Apache Jackrabbit : SimilaritySearch

Starting with version, 1.4 Jackrabbit allows you to search for nodes that are similar to an existing node.

Similarity is determined by looking up terms that are common to nodes. There are some conditions that must be met for a term to be considered. This is required to limit the number possibly relevant terms.

  • Only terms with at least 4 characters are considered.
  • Only terms that occur at least 2 times in the source node are considered.
  • Only terms that occur in at least 5 nodes are considered.

Note: The similarity functionality requires that the supportHightlighting is enabled.

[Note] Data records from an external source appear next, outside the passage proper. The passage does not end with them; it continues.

//! PCI bus abstraction
//!
//! Everything the pipeline needs from the bus goes through [`PciBus`]:
//! identity lookup, enumeration, probing, config-space access and opening a
//! BAR resource for mapping. [`crate::SysfsBus`] is the Linux implementation.

use hda_chip::pcie::{AUDIO_CLASS_MASK, AUDIO_DEVICE_CLASS, CANONICAL_ADDRESS, INTEL_VENDOR_ID};
use std::fmt;
use std::fs::File;
use std::io;
use std::str::FromStr;
use thiserror::Error;

/// Number of standard BARs in a type 0 header
pub const BAR_COUNT: usize = 6;

/// `domain:bus:slot.function` address of a PCI function
#[derive(Debug, Clone, Copy, PartialEq, Eq, Hash, PartialOrd, Ord)]
pub struct PciAddress {
    /// PCI segment / domain
    pub domain: u16,
    /// Bus number
    pub bus: u8,
    /// Device (slot) number
    pub slot: u8,
    /// Function number
    pub function: u8,
}

impl PciAddress {
    /// Create an address
    #[must_use]
    pub const fn new(domain: u16, bus: u8, slot: u8, function: u8) -> Self {
        Self {
            domain,
            bus,
            slot,
            function,
        }
    }

    /// Address the controller occupies on the expected platform layout
    #[must_use]
    pub const fn canonical() -> Self {
        let (domain, bus, slot, function) = CANONICAL_ADDRESS;
        Self::new(domain, bus, slot, function)
    }
}

impl fmt::Display for PciAddress {
    fn fmt(&self, f: &mut fmt::Formatter<'_>) -> fmt::Result {
        write!(
            f,
            "{:04x}:{:02x}:{:02x}.{:x}",
            self.domain, self.bus, self.slot, self.function
        )
    }
}

/// Malformed `domain:bus:slot.function` string
#[derive(Debug, Error, PartialEq, Eq)]
#[error("Invalid PCI address: {0:?}")]
pub struct InvalidPciAddress(pub String);

impl FromStr for PciAddress {
    type Err = InvalidPciAddress;

    fn from_str(s: &str) -> Result<Self, Self::Err> {
        let invalid = || InvalidPciAddress(s.to_string());

        let (domain, rest) = s.split_once(':').ok_or_else(invalid)?;
        let (bus, rest) = rest.split_once(':').ok_or_else(invalid)?;
        let (slot, function) = rest.split_once('.').ok_or_else(invalid)?;

        let domain = u16::from_str_radix(domain, 16).map_err(|_| invalid())?;
        let bus = u8::from_str_radix(bus, 16).map_err(|_| invalid())?;
        let slot = u8::from_str_radix(slot, 16).map_err(|_| invalid())?;
        let function = u8::from_str_radix(function, 16).map_err(|_| invalid())?;

        if slot > 0x1F || function > 0x7 {
            return Err(invalid());
        }

        Ok(Self::new(domain, bus, slot, function))
    }
}

/// One entry of a device's region table, as the kernel reports it
#[derive(Debug, Clone, Copy, PartialEq, Eq)]
pub struct ResourceEntry {
    /// Physical start address
    pub start: u64,
    /// Size in bytes
    pub size: u64,
    /// Kernel resource flags
    pub flags: u64,
}

impl ResourceEntry {
    /// Parse one `start end flags` line of a sysfs `resource` file.
    ///
    /// Returns `Ok(None)` for an unused (all-zero) slot.
    ///
    /// # Errors
    ///
    /// Returns `InvalidData` if the line is not three hex fields, or if the
    /// range is reversed or spans the whole 64-bit space.
    pub fn parse_line(line: &str) -> io::Result<Option<Self>> {
        let fields: Vec<u64> = line
            .split_whitespace()
            .map(|f| u64::from_str_radix(f.trim_start_matches("0x"), 16))
            .collect::<Result<_, _>>()
            .map_err(|e| io::Error::new(io::ErrorKind::InvalidData, format!("{line:?}: {e}")))?;

        let [start, end, flags] = fields[..] else {
            return Err(io::Error::new(
                io::ErrorKind::InvalidData,
                format!("expected 3 fields in resource line {line:?}"),
            ));
        };

        if start == 0 && end == 0 {
            return Ok(None);
        }

        let size = end
            .checked_sub(start)
            .and_then(|span| span.checked_add(1))
            .ok_or_else(|| {
                io::Error::new(
                    io::ErrorKind::InvalidData,
                    format!("bad range {start:#x}..={end:#x} in resource line"),
                )
            })?;

        Ok(Some(Self { start, size, flags }))
    }
}

/// Per-BAR region table, indexed by BAR register number
pub type RegionTable = [Option<ResourceEntry>; BAR_COUNT];

/// A PCI function located on the bus.
///
/// Identity is fixed at discovery; the region table is filled in by
/// [`PciBus::probe`].
#[derive(Debug, Clone, PartialEq, Eq)]
pub struct PciDeviceHandle {
    address: PciAddress,
    vendor_id: u16,
    device_id: u16,
    class: u32,
    regions: RegionTable,
}

impl PciDeviceHandle {
    /// Create a handle with an empty region table
    #[must_use]
    pub const fn new(address: PciAddress, vendor_id: u16, device_id: u16, class: u32) -> Self {
        Self {
            address,
            vendor_id,
            device_id,
            class,
            regions: [None; BAR_COUNT],
        }
    }

    /// Install the region table returned by [`PciBus::probe`]
    pub(crate) fn set_regions(&mut self, regions: RegionTable) {
        self.regions = regions;
    }

    /// Bus address
    #[must_use]
    pub const fn address(&self) -> PciAddress {
        self.address
    }

    /// Vendor ID
    #[must_use]
    pub const fn vendor_id(&self) -> u16 {
        self.vendor_id
    }

    /// Device ID
    #[must_use]
    pub const fn device_id(&self) -> u16 {
        self.device_id
    }

    /// 24-bit class code (class, subclass, programming interface)
    #[must_use]
    pub const fn class(&self) -> u32 {
        self.class
    }

    /// Region table entry for a BAR register number
    #[must_use]
    pub fn resource(&self, bar: u8) -> Option<&ResourceEntry> {
        self.regions.get(usize::from(bar)).and_then(Option::as_ref)
    }

    /// Whether the probe populated any region
    #[must_use]
    pub fn is_probed(&self) -> bool {
        self.regions.iter().any(Option::is_some)
    }
}

/// Match criteria for a bus scan
#[derive(Debug, Clone, Copy, PartialEq, Eq)]
pub struct DeviceMatch {
    /// Required vendor, or any
    pub vendor_id: Option<u16>,
    /// Required device, or any
    pub device_id: Option<u16>,
    /// Class code to compare after masking
    pub class: u32,
    /// Bits of the class code that must match
    pub class_mask: u32,
}

impl DeviceMatch {
    /// Intel multimedia audio controller, any device ID
    #[must_use]
    pub const fn hda_controller() -> Self {
        Self {
            vendor_id: Some(INTEL_VENDOR_ID),
            device_id: None,
            class: AUDIO_DEVICE_CLASS,
            class_mask: AUDIO_CLASS_MASK,
        }
    }

    /// Whether `device` satisfies every criterion
    #[must_use]
    pub fn matches(&self, device: &PciDeviceHandle) -> bool {
        self.vendor_id.map_or(true, |v| v == device.vendor_id)
            && self.device_id.map_or(true, |d| d == device.device_id)
            && device.class & self.class_mask == self.class & self.class_mask
    }
}

/// Access to the PCI bus.
///
/// Every call blocks until it completes or fails.
pub trait PciBus {
    /// Look up the function at `address`, `Ok(None)` if nothing is there
    ///
    /// # Errors
    ///
    /// Returns an error if the function exists but its identity cannot be read.
    fn device_at(&self, address: PciAddress) -> io::Result<Option<PciDeviceHandle>>;

    /// All functions on the bus, in enumeration order
    ///
    /// # Errors
    ///
    /// Returns an error if the bus cannot be enumerated.
    fn devices(&self) -> io::Result<Vec<PciDeviceHandle>>;

    /// Check config-space visibility and read the device's region table.
    ///
    /// Discovery installs the returned table in the handle; it is the only
    /// way a handle gets one.
    ///
    /// # Errors
    ///
    /// Returns an error if the region table cannot be read.
    fn probe(&self, device: &PciDeviceHandle) -> io::Result<RegionTable>;

    /// Read a 32-bit word from configuration space
    ///
    /// # Errors
    ///
    /// Returns an error if the read fails or is short.
    fn read_config_u32(&self, device: &PciDeviceHandle, offset: u16) -> io::Result<u32>;

    /// Write a 32-bit word to configuration space
    ///
    /// # Errors
    ///
    /// Returns an error if the write fails or is short.
    fn write_config_u32(&self, device: &PciDeviceHandle, offset: u16, value: u32)
        -> io::Result<()>;

    /// Open the mappable resource backing BAR register `bar`, read/write
    ///
    /// # Errors
    ///
    /// Returns an error if the resource cannot be opened.
    fn open_resource(&self, device: &PciDeviceHandle, bar: u8) -> io::Result<File>;

    /// First function satisfying `criteria`, in enumeration order
    ///
    /// # Errors
    ///
    /// Returns an error if the bus cannot be enumerated.
    fn find_matching(&self, criteria: &DeviceMatch) -> io::Result<Option<PciDeviceHandle>> {
        Ok(self.devices()?.into_iter().find(|d| criteria.matches(d)))
    }
}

Please make sure that you have the following parameter set for the query handler in your workspace.xml.

<param name="supportHighlighting" value="true"/>

The functions are called rep:similar() (in XPath) and similar() (in SQL) and have two arguments:

  • relativePath: a relative path to a descendant node or . for the current node.
  • absoluteStringPath: a string literal that contains the path to the node for which to find similar nodes.

Examples:

//element(*, nt:resource)[rep:similar(., '/my:content/readme.txt/jcr:content')]

Finds nt:resource nodes, which are similar to /my:content/readme.txt/jcr:content.

select * from nt:file where similar(jcr:content, '/my:content/readme.txt/jcr:content')

Finds files that contains content similar to /my:content/readme.txt.

Note: SQL only supports one path step for the relativePath parameter!